Marksmen and Developers

One of the things I enjoy about the sport of shooting is the almost Zen like mental state you have to get yourself into.

I use my shooting time as meditation time, you have to shed all of those external pressures of work and home life and empty your mind. Then you let all of your muscles relax otherwise you may skew the shot and it will end up somewhere other than the centre.

Normally after a couple of righter shots, you should be entering “The Zone” where you can normally ignore all but the most pervasive interruptions. And then repetition kicks in.

  • Load the rifle into your shoulder, load a round, close the breach.
  • Nestle your cheek onto the cheek piece, check the sighting on the target.
  • Close your eyes, take a breath, check your sighting again, correct your aim if necessary.
  • Breath slowing, slowing your heart rate, exhale and hold, slow squeeze the trigger and fire.
  • Unload the empty case, and check the spotting scope.
  • Rinse and repeat.

Last evening whilst down at my local shooting range this put me in mind about the similarities between being a programmer and being marksman.

First of all software developers also strive for “Flow”, a mental state where all external stimuli are excluded from perception, all your mental energy is concentrated on solving the problem at hand. Some developers try and shroud external interruptions with headphones, I tend to find that distracting unless the office environment is already quite noisy.

Secondly software developers should also be in a routine, but often steps are left out. Most notably testing. I believe a software development routine should follow something along the lines of (at a bare minimum):

  • Update code from source control.
  • Write your code.
  • Check your functionality on a local web instance if possible.
  • Update your test cases or write new ones to cover the new code.
  • Update code from source control.
  • Run your unit tests.
  • Fix any tests if needed.
  • Commit code to source control with a description of change and bug number or feature identifier.
  • Rinse and repeat.

With some of the above steps, the order may change, if your following Test Driven Development, then you may write your tests before you write your code, but all the steps are still present.
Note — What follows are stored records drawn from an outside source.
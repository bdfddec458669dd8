//! Prelude module for convenient imports
//!
//! This module re-exports commonly used types and traits for easy access.

// Core traits
pub use crate::observer::Observer;
pub use crate::subscription::Subscription;
// Hubs and their consumer sequences
pub use crate::subject::{
  BehaviorHub, DeferredSubscription, HubSubscription, PublishHub, ReplayHub, Subject,
};
// Termination
pub use crate::{
  error::TryRecvError,
  event::HubEvent,
  status::{Outcome, TerminalStatus},
};
use std::convert::Infallible;

use super::{replay_policy::History, subject_core::Subject};

/// A hub that remembers its last `capacity` values and replays them, oldest
/// first, to every new subscriber.
///
/// ```rust
/// use futures::executor::block_on_stream;
/// use rxhub::prelude::*;
///
/// let hub = ReplayHub::<i32>::new(3);
/// for v in 1..=4 {
///   hub.emit(v);
/// }
/// hub.complete_successfully();
///
/// let late: Vec<_> = block_on_stream(hub.subscribe()).collect();
/// assert_eq!(late, vec![Ok(2), Ok(3), Ok(4)]);
/// ```
pub type ReplayHub<Item, Err = Infallible> = Subject<Item, Err, History<Item>>;

impl<Item, Err> Subject<Item, Err, History<Item>>
where
  Item: Clone + Send + 'static,
  Err: Clone + Send + 'static,
{
  /// A capacity of 0 makes this behave like a
  /// [`PublishHub`](super::PublishHub).
  #[inline]
  pub fn new(capacity: usize) -> Self { Self::with_policy(History::new(capacity)) }

  pub fn capacity(&self) -> usize { self.read_policy(History::capacity) }
}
Much like my marksman (sorry and women) example, after a while these become instinctive and you almost forget that your doing them, but you get a gut feeling that something is wrong when they are absent.

Thirdly I find that if I stop shooting or developing of any length of time, say a fortnight for shooting or a week for writing code, I start to get an itchy brain. Something is not right and I can start to get a bit anxious.

So I rambled on there a bit and didn’t really come to any conclusion. But part of the idea behind this blog is for me to brain dump and also for me to develop my communication skills.

So to try and wrap this up with some kind of conclusion, if your significant other is a software developer, don’t berate them for watching TV and writing code on their laptop at the same time, or staying up until 2am working on that niggley little problem. It’s an addiction and they can’t help it, to make them stop is like depriving them of sleep. They won’t feel right until they scratch that mental itch.

And if your significant other is a marks[man|woman], if they haven’t been to the range in a while and are starting to get tetchy, maybe suggest they go have a practice at the rifle range.